Schematic representation of models for peroxisome multiplication. The vesicle fusion model proposes that all PMPs enter the ER, where they segregate and exit the ER in distinct vesicles: vesicles containing the docking complex proteins Pex13,14 (blue) fuse with vesicles containing the RING-finger complex proteins Pex2,10,12 (green) forming a preperoxisomal membrane structure (black). As this membrane structure now contains a complete importomer, matrix protein import commences. Subsequent fission results in peroxisomes of final size and membrane protein composition (red). The growth and division model proposes that peroxisomes (red) are derived from existing peroxisomes by fission.
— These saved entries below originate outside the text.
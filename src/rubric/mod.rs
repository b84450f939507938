//! The shared grading rubric.
//!
//! - [`RubricLine`]: one `"<question>, <criterion>"` entry and its one-step correction
//! - [`RubricStore`]: the lines behind a reader-preferring lock
//! - [`RubricSink`]: where the rubric is flushed after each correction

pub mod line;
pub mod sink;
pub mod store;

pub use line::RubricLine;
pub use sink::{FileSink, MemorySink, RubricSink};
pub use store::{CorrectionOutcome, RubricReadGuard, RubricStore, RubricWriter};
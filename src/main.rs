use clap::{Parser, ValueEnum};
use std::path::PathBuf;
use std::sync::Arc;
use tracing_subscriber::EnvFilter;

use ta_marking::config::{DelayConfig, MarkingConfig, MIN_MARKERS};
use ta_marking::pool::{MarkingPool, RunReport};
use ta_marking::rubric::{FileSink, RubricSink, RubricStore};
use ta_marking::shutdown::install_shutdown_handler;

#[derive(Parser, Debug)]
#[command(name = "ta-marking")]
#[command(version)]
#[command(about = "Concurrent exam marking with a shared, correctable rubric")]
struct Args {
    /// Number of markers working concurrently (minimum 2)
    #[arg(long, short = 'm', default_value = "2")]
    markers: usize,

    /// Questions per exam
    #[arg(long, default_value = "5")]
    questions: usize,

    /// Submission id at which marking stops
    #[arg(long, default_value = "9999")]
    terminal: u32,

    /// Chance, in percent, that a marker corrects a rubric line it reads
    #[arg(long, default_value = "20")]
    correction_percent: u8,

    /// File the rubric is written to after every correction
    #[arg(long, default_value = "rubric.txt")]
    rubric: PathBuf,

    /// Load the initial rubric from this file instead of the built-in one
    #[arg(long)]
    rubric_input: Option<PathBuf>,

    /// Multiply every simulated delay by this factor (e.g. 0.01 for a quick run)
    #[arg(long, default_value = "1.0")]
    time_scale: f64,

    /// Seed for reproducible marker decisions
    #[arg(long)]
    seed: Option<u64>,

    /// Output format for the final report
    #[arg(long, short = 'o', default_value = "table")]
    output: OutputFormat,
}

#[derive(Debug, Clone, ValueEnum)]
enum OutputFormat {
    Table,
    Json,
}

fn build_config(args: &Args) -> MarkingConfig {
    let markers = if args.markers < MIN_MARKERS {
        tracing::warn!(
            requested = args.markers,
            using = MIN_MARKERS,
            "Too few markers requested"
        );
        MIN_MARKERS
    } else {
        args.markers
    };

    MarkingConfig {
        marker_count: markers,
        question_count: args.questions,
        terminal_submission: args.terminal,
        correction_probability: f64::from(args.correction_percent) / 100.0,
        rubric_path: args.rubric.clone(),
        delays: DelayConfig::default().scaled(args.time_scale),
        seed: args.seed,
    }
}

fn print_table(report: &RunReport) {
    println!(
        "Marked {} exam(s), final submission {}{}",
        report.exams_completed,
        report.final_submission,
        if report.reached_terminal {
            ""
        } else {
            " (stopped early)"
        }
    );
    println!();
    println!(
        "{:<8} {:<8} {:<8} {:<12} {:<14} {:<10}",
        "MARKER", "PASSES", "CLAIMS", "CORRECTIONS", "PERSIST FAILS", "ADVANCES"
    );
    println!("{}", "-".repeat(66));
    for m in &report.markers {
        println!(
            "{:<8} {:<8} {:<8} {:<12} {:<14} {:<10}",
            m.marker_id, m.passes, m.claims, m.corrections, m.persist_failures, m.advancements
        );
    }
    println!();
    println!("Final rubric:");
    for line in &report.rubric {
        println!("  {}", line);
    }
    println!(
        "\nDuration: {} ms",
        (report.finished_at - report.started_at).num_milliseconds()
    );
}

#[tokio::main]
async fn main() -> Result<(), Box<dyn std::error::Error>> {
    tracing_subscriber::fmt()
        .with_env_filter(
            EnvFilter::try_from_default_env().unwrap_or_else(|_| EnvFilter::new("info")),
        )
        .init();

    let args = Args::parse();
    let config = build_config(&args);

    let pool = match &args.rubric_input {
        Some(input) => {
            let sink: Arc<dyn RubricSink> = Arc::new(FileSink::new(config.rubric_path.clone()));
            let rubric = RubricStore::load(input, config.question_count, sink).await?;
            MarkingPool::with_rubric(config, rubric)?
        }
        None => MarkingPool::new(config)?,
    };

    let shutdown = install_shutdown_handler();
    let report = pool.run(shutdown).await?;

    match args.output {
        OutputFormat::Table => print_table(&report),
        OutputFormat::Json => println!("{}", serde_json::to_string_pretty(&report)?),
    }

    Ok(())
}
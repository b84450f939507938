
use std::sync::atomic::{AtomicUsize, Ordering};
use std::sync::Arc;

use rand::Rng;
use ta_marking::error::MarkingError;
use ta_marking::rubric::{CorrectionOutcome, FileSink, MemorySink, RubricLine, RubricStore};
use test_harness::FailingSink;

fn memory_store(questions: usize) -> (Arc<RubricStore>, Arc<MemorySink>) {
    let sink = Arc::new(MemorySink::new());
    let store = RubricStore::with_defaults(questions, sink.clone());
    (Arc::new(store), sink)
}

#[tokio::test]
async fn test_single_correction() {
    let (store, sink) = memory_store(5);

    let outcome = store.begin_write().await.correct_line(0, 1).await;

    assert_eq!(
        outcome,
        CorrectionOutcome::Corrected {
            before: 'A',
            after: 'B',
            persisted: true
        }
    );
    assert_eq!(store.snapshot().await[0], "1, B");
    assert_eq!(
        sink.latest().unwrap(),
        vec!["1, B", "2, B", "3, C", "4, D", "5, E"]
    );
}

#[tokio::test]
async fn test_sequential_corrections_accumulate() {
    let (store, sink) = memory_store(5);

    let mut befores = Vec::new();
    for _ in 0..4 {
        let mut writer = store.begin_write().await;
        match writer.correct_line(2, 1).await {
            CorrectionOutcome::Corrected { before, .. } => befores.push(before),
            CorrectionOutcome::Unchanged => panic!("line 3 is well formed"),
        }
    }

    assert_eq!(befores, vec!['C', 'D', 'E', 'F']);
    assert_eq!(store.snapshot().await[2], "3, G");
    assert_eq!(sink.snapshots().len(), 4);
}

#[tokio::test]
async fn test_malformed_line_is_not_corrected() {
    let sink = Arc::new(MemorySink::new());
    let lines = vec![RubricLine::from_text("1 A"), RubricLine::new(2, 'B')];
    let store = RubricStore::new(lines, sink.clone());

    let outcome = store.begin_write().await.correct_line(0, 1).await;

    assert_eq!(outcome, CorrectionOutcome::Unchanged);
    assert_eq!(store.snapshot().await, vec!["1 A", "2, B"]);
    assert!(sink.snapshots().is_empty());
}

#[tokio::test]
async fn test_out_of_bounds_correction_is_not_applied() {
    let (store, sink) = memory_store(2);

    let outcome = store.begin_write().await.correct_line(7, 1).await;

    assert_eq!(outcome, CorrectionOutcome::Unchanged);
    assert_eq!(store.snapshot().await, vec!["1, A", "2, B"]);
    assert!(sink.snapshots().is_empty());
}

#[tokio::test]
async fn test_persist_failure_keeps_correction() {
    let store = RubricStore::with_defaults(3, Arc::new(FailingSink));

    let outcome = store.begin_write().await.correct_line(1, 2).await;

    assert_eq!(
        outcome,
        CorrectionOutcome::Corrected {
            before: 'B',
            after: 'C',
            persisted: false
        }
    );
    assert_eq!(store.snapshot().await[1], "2, C");
    assert!(store.flush().await.is_err());
}

#[tokio::test]
async fn test_file_sink_overwrites_rubric_file() {
    let dir = tempfile::tempdir().unwrap();
    let path = dir.path().join("rubric.txt");
    let store = RubricStore::with_defaults(3, Arc::new(FileSink::new(&path)));

    store.flush().await.unwrap();
    assert_eq!(std::fs::read_to_string(&path).unwrap(), "1, A\n2, B\n3, C\n");

    store.begin_write().await.correct_line(2, 1).await;
    assert_eq!(std::fs::read_to_string(&path).unwrap(), "1, A\n2, B\n3, D\n");
}

#[tokio::test]
async fn test_file_sink_reports_unwritable_path() {
    let dir = tempfile::tempdir().unwrap();
    let path = dir.path().join("missing").join("rubric.txt");
    let store = RubricStore::with_defaults(1, Arc::new(FileSink::new(&path)));

    let err = store.flush().await.unwrap_err();
    assert!(matches!(err, MarkingError::Persist { .. }));

    let outcome = store.begin_write().await.correct_line(0, 1).await;
    assert!(matches!(
        outcome,
        CorrectionOutcome::Corrected {
            persisted: false,
            ..
        }
    ));
}

#[tokio::test]
async fn test_load_rubric_from_file() {
    let dir = tempfile::tempdir().unwrap();
    let path = dir.path().join("input.txt");
    std::fs::write(&path, "1, C\n2 broken\n3, A\n").unwrap();

    let store = RubricStore::load(&path, 3, Arc::new(MemorySink::new()))
        .await
        .unwrap();
    assert_eq!(store.question_count(), 3);
    assert_eq!(store.snapshot().await, vec!["1, C", "2 broken", "3, A"]);

    let mut writer = store.begin_write().await;
    assert_eq!(writer.correct_line(1, 1).await, CorrectionOutcome::Unchanged);
    assert!(matches!(
        writer.correct_line(0, 1).await,
        CorrectionOutcome::Corrected { after: 'D', .. }
    ));
}

#[tokio::test]
async fn test_load_rejects_wrong_line_count() {
    let dir = tempfile::tempdir().unwrap();
    let path = dir.path().join("input.txt");
    std::fs::write(&path, "1, A\n2, B\n").unwrap();

    let err = RubricStore::load(&path, 5, Arc::new(MemorySink::new()))
        .await
        .unwrap_err();
    assert!(matches!(err, MarkingError::InvalidRubric(_)));
}

/// Many tasks mixing reads and writes; instrumented counters check that no
/// two writers overlap and no writer overlaps a reader.
#[tokio::test(flavor = "multi_thread", worker_threads = 4)]
async fn test_readers_and_writers_never_overlap() {
    let (store, sink) = memory_store(5);
    let readers = Arc::new(AtomicUsize::new(0));
    let writers = Arc::new(AtomicUsize::new(0));
    let max_readers = Arc::new(AtomicUsize::new(0));
    let writes = Arc::new(AtomicUsize::new(0));

    let mut handles = Vec::new();
    for task_id in 0..8usize {
        let store = store.clone();
        let readers = readers.clone();
        let writers = writers.clone();
        let max_readers = max_readers.clone();
        let writes = writes.clone();
        handles.push(tokio::spawn(async move {
            for round in 0..200usize {
                let write = rand::thread_rng().gen_bool(0.1);
                if write {
                    let mut writer = store.begin_write().await;
                    assert_eq!(writers.fetch_add(1, Ordering::SeqCst), 0, "two writers");
                    assert_eq!(readers.load(Ordering::SeqCst), 0, "writer with readers");
                    writer.correct_line((task_id + round) % 5, task_id).await;
                    tokio::task::yield_now().await;
                    writers.fetch_sub(1, Ordering::SeqCst);
                    writes.fetch_add(1, Ordering::SeqCst);
                } else {
                    let lines = store.begin_read().await;
                    let now = readers.fetch_add(1, Ordering::SeqCst) + 1;
                    max_readers.fetch_max(now, Ordering::SeqCst);
                    assert_eq!(writers.load(Ordering::SeqCst), 0, "reader with writer");
                    assert_eq!(lines.len(), 5);
                    tokio::task::yield_now().await;
                    readers.fetch_sub(1, Ordering::SeqCst);
                }
            }
        }));
    }
    for handle in handles {
        handle.await.unwrap();
    }

    // Every write advanced exactly one criterion by one step.
    let advanced: u32 = store
        .snapshot()
        .await
        .iter()
        .zip(RubricLine::defaults(5))
        .map(|(now, initial)| {
            test_harness::criterion_of(now) as u32 - initial.criterion().unwrap() as u32
        })
        .sum();
    assert_eq!(advanced as usize, writes.load(Ordering::SeqCst));
    assert_eq!(sink.snapshots().len(), writes.load(Ordering::SeqCst));
    assert!(max_readers.load(Ordering::SeqCst) >= 1);
}

#[tokio::test(flavor = "multi_thread", worker_threads = 4)]
async fn test_concurrent_corrections_on_different_questions() {
    let (store, sink) = memory_store(5);

    let mut handles = Vec::new();
    for question in 0..5usize {
        let store = store.clone();
        handles.push(tokio::spawn(async move {
            let mut befores = Vec::new();
            for _ in 0..3 {
                if let CorrectionOutcome::Corrected { before, .. } =
                    store.begin_write().await.correct_line(question, question + 1).await
                {
                    befores.push(before);
                }
            }
            befores
        }));
    }

    for (question, handle) in handles.into_iter().enumerate() {
        let befores = handle.await.unwrap();
        let start = b'A' + question as u8;
        let expected: Vec<char> = (0..3).map(|i| (start + i) as char).collect();
        assert_eq!(befores, expected);
    }
    assert_eq!(
        store.snapshot().await,
        vec!["1, D", "2, E", "3, F", "4, G", "5, H"]
    );
    assert_eq!(sink.snapshots().len(), 15);
}
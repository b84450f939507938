//! Locking protocols shared by the rubric and the exam session.
//!
//! - [`ReaderPreferringLock`]: many concurrent readers or one writer, never
//!   both. Readers that arrive while a read group is active join it, so a
//!   waiting writer can starve under sustained read load.
//! - [`LockArray`]: a fixed set of independently locked items, used to give
//!   each exam question its own lock.

pub mod rw;
pub mod slots;

pub use rw::{ReadGuard, ReaderPreferringLock, WriteGuard};
pub use slots::LockArray;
A small subset of PMPs (Class 2) insert into the ER and exit it in a transport vesicle (blue) that fuses with existing peroxisomes, where it provides the docking site for Pex19-mediated import of Class 1 PMPs (Class 1). Since Pex3 can only be detected in peroxisomes in wild type cells it cannot be excluded that it inserts directly into peroxisomes. Reintroduction of Peroxisomes. In the absence of pre-existing peroxisomes, the ER-derived Pex3-containing vesicle matures slowly into a peroxisome, with Pex3 again providing a docking site for Pex19/Class I PMPs complexes; this vesicle is thus slowly converted into a membrane structure containing all PMPs (black), finally becoming import-competent for matrix proteins (red). These newly formed peroxisomes will further multiply by growth and division. Whether Pex13 and Pex14 traffic via the ER or insert directly into a membrane structure distinct from the ER is not established.